| Exercise |
Every record needs to be set down again without a single difference.

+ + + +

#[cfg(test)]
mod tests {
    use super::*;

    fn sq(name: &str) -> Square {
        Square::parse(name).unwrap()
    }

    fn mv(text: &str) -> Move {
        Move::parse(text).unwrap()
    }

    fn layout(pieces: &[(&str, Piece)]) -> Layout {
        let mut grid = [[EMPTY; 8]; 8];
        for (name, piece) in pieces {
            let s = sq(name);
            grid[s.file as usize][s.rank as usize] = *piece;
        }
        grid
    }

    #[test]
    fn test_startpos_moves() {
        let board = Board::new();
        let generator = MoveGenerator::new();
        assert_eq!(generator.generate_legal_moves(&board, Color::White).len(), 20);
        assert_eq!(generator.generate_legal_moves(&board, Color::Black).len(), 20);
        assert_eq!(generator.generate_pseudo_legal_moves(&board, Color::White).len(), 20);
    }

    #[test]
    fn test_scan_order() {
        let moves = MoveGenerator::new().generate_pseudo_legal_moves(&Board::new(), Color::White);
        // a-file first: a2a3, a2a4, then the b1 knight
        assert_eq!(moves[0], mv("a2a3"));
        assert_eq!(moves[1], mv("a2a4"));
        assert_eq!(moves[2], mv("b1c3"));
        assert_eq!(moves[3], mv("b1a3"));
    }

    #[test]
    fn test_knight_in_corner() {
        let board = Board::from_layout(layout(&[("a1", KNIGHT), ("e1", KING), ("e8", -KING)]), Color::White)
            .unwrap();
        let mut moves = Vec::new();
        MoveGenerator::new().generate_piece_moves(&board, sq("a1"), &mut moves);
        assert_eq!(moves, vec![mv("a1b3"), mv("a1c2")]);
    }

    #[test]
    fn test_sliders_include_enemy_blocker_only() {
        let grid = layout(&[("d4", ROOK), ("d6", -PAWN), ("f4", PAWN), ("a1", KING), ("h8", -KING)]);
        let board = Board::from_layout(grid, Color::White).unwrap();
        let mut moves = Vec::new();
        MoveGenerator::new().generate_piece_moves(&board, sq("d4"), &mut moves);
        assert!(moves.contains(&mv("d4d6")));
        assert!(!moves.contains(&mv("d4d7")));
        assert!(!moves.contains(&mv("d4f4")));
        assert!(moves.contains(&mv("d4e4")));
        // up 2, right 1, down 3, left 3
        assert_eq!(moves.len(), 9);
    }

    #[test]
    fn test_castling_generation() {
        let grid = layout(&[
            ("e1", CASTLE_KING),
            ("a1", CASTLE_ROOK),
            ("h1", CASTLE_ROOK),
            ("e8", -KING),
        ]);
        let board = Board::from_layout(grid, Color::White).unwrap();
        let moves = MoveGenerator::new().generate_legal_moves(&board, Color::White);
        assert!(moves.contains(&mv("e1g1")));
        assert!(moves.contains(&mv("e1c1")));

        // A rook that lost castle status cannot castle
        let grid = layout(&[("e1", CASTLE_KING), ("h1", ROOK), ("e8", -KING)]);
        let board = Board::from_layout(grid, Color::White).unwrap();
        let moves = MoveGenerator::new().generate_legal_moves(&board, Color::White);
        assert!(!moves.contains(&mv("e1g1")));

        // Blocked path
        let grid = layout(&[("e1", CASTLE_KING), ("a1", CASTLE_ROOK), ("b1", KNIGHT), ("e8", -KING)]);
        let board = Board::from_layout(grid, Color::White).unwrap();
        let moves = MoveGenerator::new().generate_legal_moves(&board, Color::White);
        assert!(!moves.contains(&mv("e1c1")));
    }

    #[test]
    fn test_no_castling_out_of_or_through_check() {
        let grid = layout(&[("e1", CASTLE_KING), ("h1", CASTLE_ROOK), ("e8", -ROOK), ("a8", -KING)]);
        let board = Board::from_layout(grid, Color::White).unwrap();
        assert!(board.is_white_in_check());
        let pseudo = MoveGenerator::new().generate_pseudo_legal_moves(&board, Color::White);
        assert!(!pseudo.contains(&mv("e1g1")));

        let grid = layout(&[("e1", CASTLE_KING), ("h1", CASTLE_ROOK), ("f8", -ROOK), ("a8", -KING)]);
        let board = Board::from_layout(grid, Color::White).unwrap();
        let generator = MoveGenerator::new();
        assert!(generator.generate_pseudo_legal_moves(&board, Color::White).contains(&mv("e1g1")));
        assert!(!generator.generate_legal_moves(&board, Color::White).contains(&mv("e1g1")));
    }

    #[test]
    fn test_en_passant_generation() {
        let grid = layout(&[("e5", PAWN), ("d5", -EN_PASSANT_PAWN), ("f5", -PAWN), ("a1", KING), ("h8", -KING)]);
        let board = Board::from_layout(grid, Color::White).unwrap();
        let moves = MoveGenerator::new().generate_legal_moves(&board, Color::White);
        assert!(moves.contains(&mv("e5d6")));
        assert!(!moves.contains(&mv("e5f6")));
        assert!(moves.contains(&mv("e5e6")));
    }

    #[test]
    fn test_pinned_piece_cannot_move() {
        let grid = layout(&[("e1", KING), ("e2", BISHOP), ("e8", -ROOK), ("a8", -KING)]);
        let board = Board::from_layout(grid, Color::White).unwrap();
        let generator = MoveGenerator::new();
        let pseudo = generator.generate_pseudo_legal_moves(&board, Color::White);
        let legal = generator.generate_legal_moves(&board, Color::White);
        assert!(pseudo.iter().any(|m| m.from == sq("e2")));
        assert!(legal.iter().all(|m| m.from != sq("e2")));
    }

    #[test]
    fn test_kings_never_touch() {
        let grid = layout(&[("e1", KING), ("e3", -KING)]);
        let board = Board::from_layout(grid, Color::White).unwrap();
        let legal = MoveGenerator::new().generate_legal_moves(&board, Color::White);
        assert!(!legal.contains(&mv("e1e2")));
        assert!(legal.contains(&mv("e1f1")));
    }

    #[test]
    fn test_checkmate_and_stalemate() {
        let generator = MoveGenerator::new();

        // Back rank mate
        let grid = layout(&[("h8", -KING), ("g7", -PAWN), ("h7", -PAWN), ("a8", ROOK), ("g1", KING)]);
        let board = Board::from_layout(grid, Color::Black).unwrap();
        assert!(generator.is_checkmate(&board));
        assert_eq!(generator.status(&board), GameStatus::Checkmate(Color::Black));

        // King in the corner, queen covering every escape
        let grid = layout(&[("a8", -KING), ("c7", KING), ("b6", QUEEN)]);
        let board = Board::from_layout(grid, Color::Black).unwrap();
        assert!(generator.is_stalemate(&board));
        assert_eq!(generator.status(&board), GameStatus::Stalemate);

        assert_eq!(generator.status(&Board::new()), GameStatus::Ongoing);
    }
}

+ + + +

| Output for this task |
#[cfg(test)]
mod tests {
    use super::*;

    fn sq(name: &str) -> Square {
        Square::parse(name).unwrap()
    }

    fn mv(text: &str) -> Move {
        Move::parse(text).unwrap()
    }

    fn layout(pieces: &[(&str, Piece)]) -> Layout {
        let mut grid = [[EMPTY; 8]; 8];
        for (name, piece) in pieces {
            let s = sq(name);
            grid[s.file as usize][s.rank as usize] = *piece;
        }
        grid
    }

    #[test]
    fn test_startpos_moves() {
        let board = Board::new();
        let generator = MoveGenerator::new();
        assert_eq!(generator.generate_legal_moves(&board, Color::White).len(), 20);
        assert_eq!(generator.generate_legal_moves(&board, Color::Black).len(), 20);
        assert_eq!(generator.generate_pseudo_legal_moves(&board, Color::White).len(), 20);
    }

    #[test]
    fn test_scan_order() {
        let moves = MoveGenerator::new().generate_pseudo_legal_moves(&Board::new(), Color::White);
        // a-file first: a2a3, a2a4, then the b1 knight
        assert_eq!(moves[0], mv("a2a3"));
        assert_eq!(moves[1], mv("a2a4"));
        assert_eq!(moves[2], mv("b1c3"));
        assert_eq!(moves[3], mv("b1a3"));
    }

    #[test]
    fn test_knight_in_corner() {
        let board = Board::from_layout(layout(&[("a1", KNIGHT), ("e1", KING), ("e8", -KING)]), Color::White)
            .unwrap();
        let mut moves = Vec::new();
        MoveGenerator::new().generate_piece_moves(&board, sq("a1"), &mut moves);
        assert_eq!(moves, vec![mv("a1b3"), mv("a1c2")]);
    }

    #[test]
    fn test_sliders_include_enemy_blocker_only() {
        let grid = layout(&[("d4", ROOK), ("d6", -PAWN), ("f4", PAWN), ("a1", KING), ("h8", -KING)]);
        let board = Board::from_layout(grid, Color::White).unwrap();
        let mut moves = Vec::new();
        MoveGenerator::new().generate_piece_moves(&board, sq("d4"), &mut moves);
        assert!(moves.contains(&mv("d4d6")));
        assert!(!moves.contains(&mv("d4d7")));
        assert!(!moves.contains(&mv("d4f4")));
        assert!(moves.contains(&mv("d4e4")));
        // up 2, right 1, down 3, left 3
        assert_eq!(moves.len(), 9);
    }

    #[test]
    fn test_castling_generation() {
        let grid = layout(&[
            ("e1", CASTLE_KING),
            ("a1", CASTLE_ROOK),
            ("h1", CASTLE_ROOK),
            ("e8", -KING),
        ]);
        let board = Board::from_layout(grid, Color::White).unwrap();
        let moves = MoveGenerator::new().generate_legal_moves(&board, Color::White);
        assert!(moves.contains(&mv("e1g1")));
        assert!(moves.contains(&mv("e1c1")));

        // A rook that lost castle status cannot castle
        let grid = layout(&[("e1", CASTLE_KING), ("h1", ROOK), ("e8", -KING)]);
        let board = Board::from_layout(grid, Color::White).unwrap();
        let moves = MoveGenerator::new().generate_legal_moves(&board, Color::White);
        assert!(!moves.contains(&mv("e1g1")));

        // Blocked path
        let grid = layout(&[("e1", CASTLE_KING), ("a1", CASTLE_ROOK), ("b1", KNIGHT), ("e8", -KING)]);
        let board = Board::from_layout(grid, Color::White).unwrap();
        let moves = MoveGenerator::new().generate_legal_moves(&board, Color::White);
        assert!(!moves.contains(&mv("e1c1")));
    }

    #[test]
    fn test_no_castling_out_of_or_through_check() {
        let grid = layout(&[("e1", CASTLE_KING), ("h1", CASTLE_ROOK), ("e8", -ROOK), ("a8", -KING)]);
        let board = Board::from_layout(grid, Color::White).unwrap();
        assert!(board.is_white_in_check());
        let pseudo = MoveGenerator::new().generate_pseudo_legal_moves(&board, Color::White);
        assert!(!pseudo.contains(&mv("e1g1")));

        let grid = layout(&[("e1", CASTLE_KING), ("h1", CASTLE_ROOK), ("f8", -ROOK), ("a8", -KING)]);
        let board = Board::from_layout(grid, Color::White).unwrap();
        let generator = MoveGenerator::new();
        assert!(generator.generate_pseudo_legal_moves(&board, Color::White).contains(&mv("e1g1")));
        assert!(!generator.generate_legal_moves(&board, Color::White).contains(&mv("e1g1")));
    }

    #[test]
    fn test_en_passant_generation() {
        let grid = layout(&[("e5", PAWN), ("d5", -EN_PASSANT_PAWN), ("f5", -PAWN), ("a1", KING), ("h8", -KING)]);
        let board = Board::from_layout(grid, Color::White).unwrap();
        let moves = MoveGenerator::new().generate_legal_moves(&board, Color::White);
        assert!(moves.contains(&mv("e5d6")));
        assert!(!moves.contains(&mv("e5f6")));
        assert!(moves.contains(&mv("e5e6")));
    }

    #[test]
    fn test_pinned_piece_cannot_move() {
        let grid = layout(&[("e1", KING), ("e2", BISHOP), ("e8", -ROOK), ("a8", -KING)]);
        let board = Board::from_layout(grid, Color::White).unwrap();
        let generator = MoveGenerator::new();
        let pseudo = generator.generate_pseudo_legal_moves(&board, Color::White);
        let legal = generator.generate_legal_moves(&board, Color::White);
        assert!(pseudo.iter().any(|m| m.from == sq("e2")));
        assert!(legal.iter().all(|m| m.from != sq("e2")));
    }

    #[test]
    fn test_kings_never_touch() {
        let grid = layout(&[("e1", KING), ("e3", -KING)]);
        let board = Board::from_layout(grid, Color::White).unwrap();
        let legal = MoveGenerator::new().generate_legal_moves(&board, Color::White);
        assert!(!legal.contains(&mv("e1e2")));
        assert!(legal.contains(&mv("e1f1")));
    }

    #[test]
    fn test_checkmate_and_stalemate() {
        let generator = MoveGenerator::new();

        // Back rank mate
        let grid = layout(&[("h8", -KING), ("g7", -PAWN), ("h7", -PAWN), ("a8", ROOK), ("g1", KING)]);
        let board = Board::from_layout(grid, Color::Black).unwrap();
        assert!(generator.is_checkmate(&board));
        assert_eq!(generator.status(&board), GameStatus::Checkmate(Color::Black));

        // King in the corner, queen covering every escape
        let grid = layout(&[("a8", -KING), ("c7", KING), ("b6", QUEEN)]);
        let board = Board::from_layout(grid, Color::Black).unwrap();
        assert!(generator.is_stalemate(&board));
        assert_eq!(generator.status(&board), GameStatus::Stalemate);

        assert_eq!(generator.status(&Board::new()), GameStatus::Ongoing);
    }
}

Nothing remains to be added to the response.